Kim Yong-hoon, in his directorial debut, expertly plays with the crime genre’s familiar tropes, subverting the material in a manner reminiscent of Jean-Luc Godard, the Coen brothers or Quentin Tarantino. As in Pulp Fiction, the story plays out in a nonlinear fashion and our protagonists are driven by a frantic hunt for a mysterious and valuable macguffin. The story draws carefully from classic film noir, with a murder plot that plays out similarly to the one featured in Billy Wilder’s Double Indemnity. However, the familiar gangster imagery has been ripped clean from its roots in the United States and discreetly transplanted to South Korea.
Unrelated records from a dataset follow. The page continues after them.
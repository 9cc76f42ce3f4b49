//! Operation lifecycle macros
//!
//! Every repository job logs exactly one `start` event followed by either
//! one `end` or one `end_error` event, all tagged with the same `op` name.
//! Extra `tracing` fields (`request_id = %id`, `user_id = 7`, ...) may follow
//! the required arguments and are passed through unchanged.

/// Emit the `start` event for `op`
///
/// ```
/// # use userbook_core::log_op_start;
/// # use userbook_core_types::correlation::RequestId;
/// let request_id = RequestId::from("req-1");
/// log_op_start!("user_get_all");
/// log_op_start!("user_delete", request_id = %request_id, user_id = 4_i64);
/// ```
#[macro_export]
macro_rules! log_op_start {
    ($op:expr $(, $($field:tt)+)?) => {
        tracing::info!(
            component = module_path!(),
            op = $op,
            event = userbook_core_types::schema::EVENT_START,
            $($($field)+)?
        )
    };
}

/// Emit the `end` event for `op` with its elapsed milliseconds
///
/// ```
/// # use userbook_core::log_op_end;
/// log_op_end!("user_get_all", duration_ms = 2_u64);
/// log_op_end!("user_delete", duration_ms = 1_u64, user_id = 4_i64);
/// ```
#[macro_export]
macro_rules! log_op_end {
    ($op:expr, duration_ms = $duration:expr $(, $($field:tt)+)?) => {
        tracing::info!(
            component = module_path!(),
            op = $op,
            event = userbook_core_types::schema::EVENT_END,
            duration_ms = $duration,
            $($($field)+)?
        )
    };
}

/// Emit the `end_error` event for `op`
///
/// `$err` is converted into an `ExError` so the event always carries
/// `err_kind` and the stable `err_code`.
///
/// ```
/// # use userbook_core::{log_op_error, ExError, ExErrorKind};
/// let err = ExError::new(ExErrorKind::Persistence).with_message("disk I/O error");
/// log_op_error!("user_insert", err, duration_ms = 5_u64);
/// ```
#[macro_export]
macro_rules! log_op_error {
    ($op:expr, $err:expr, duration_ms = $duration:expr $(, $($field:tt)+)?) => {{
        let ex_err: $crate::errors::ExError = $err.into();
        tracing::error!(
            component = module_path!(),
            op = $op,
            event = userbook_core_types::schema::EVENT_END_ERROR,
            duration_ms = $duration,
            err_kind = ?ex_err.kind(),
            err_code = ex_err.code(),
            $($($field)+)?
        )
    }};
}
The filmmakers’ colloquial approach to neo-noir quickly transcends the trappings of simple categorization and becomes universal. The feature reinvigorates the quintessentially American iconography of the pulp magazine tale, with a more modern and refreshing take on the fatalistic illegalities that emerged in Hollywood cinema under the shadow of the Second World War.

Right from the beginning it is clear to us that no one can be trusted and that we are dealing with life and death stakes. The story’s non-chronological structure is very effective, teasing us and drip feeding us exposition, neatly introducing us to the characters and their respective problems before gracefully pulling back the curtain on the film’s surprising timeline. Worth noting is Meeyeon Han’s perfectly timed editing which expertly weaves together each narrative strand, cleverly setting up conflict and resolving it with the deft hand of a master craftswoman. Han’s most notable previous work was as the on-set editor of several Bong Joon-Ho movies, including Parasite, and it is fair to say that the acclaimed director’s precise sensibilities are evident in her work here.

The film’s dangerous underworld setting is brought to life through the polished cinematography and the subtle production design, a grimy hue perversely punching holes in the colorful scenes which play out across the screen. Kim Tae-sung, the Director of Photography, takes an economic approach to visual storytelling while wielding a swaggering command of both style and substance that is reminiscent of Jeff Cronenweth’s work with David Fincher. Each successive scene shimmers and glows, the harder edges of the frame betraying a nervous antipathy that lies just beneath the surface. The overall effect is an impressive mise-en-scène that establishes an energetic tone and a believable world.

The ensemble cast is filled to the brim with pleasingly understated performances. The discerning actors cultivate a wide range of larger than life archetypal roles while taking care to avoid any of the exaggerated characteristics that would threaten to render their parts clichéd in almost any other feature. Instead, the nimble thespians adorn themselves with engaging flourishes, highlighting the more eccentric personality traits of their cinematic counterparts. Jeon Do-yeon leads the pack, reinventing the femme fatale for a new age of tantalising mischief. Elsewhere, Yoon Je Moon shines in a supporting role as a bumbling detective, juggling ineptitude and intuition across an expressive face bubbling with perverse sincerity.

Remarkably, the film follows through on the promises of its high stakes story, with a nail-biting suspense maintained throughout. The director progressively builds a precarious tension that underlines the whole narrative, satisfyingly releasing it only when we least expect it. Ultimately, the seedy melodrama outpaces its contemporaries with a slick but unobtrusive application of on-screen violence, consistently evoking the dark celluloid passions of a primal filmmaker like Sam Peckinpah.

Beasts Clawing At Straws is an inventive and resourceful entry in an increasingly mundane genre, offering a rare collection of thrills and chills and wisely avoiding the stereotypical gumshoe tripe of less articulate movies. A pervasive atmosphere of guilt washes over every smirking second, pulling no punches and dispatching morbid humor with a unique vitality. This is a devastatingly good film, delivered by a talented cast and crew firing on all cylinders.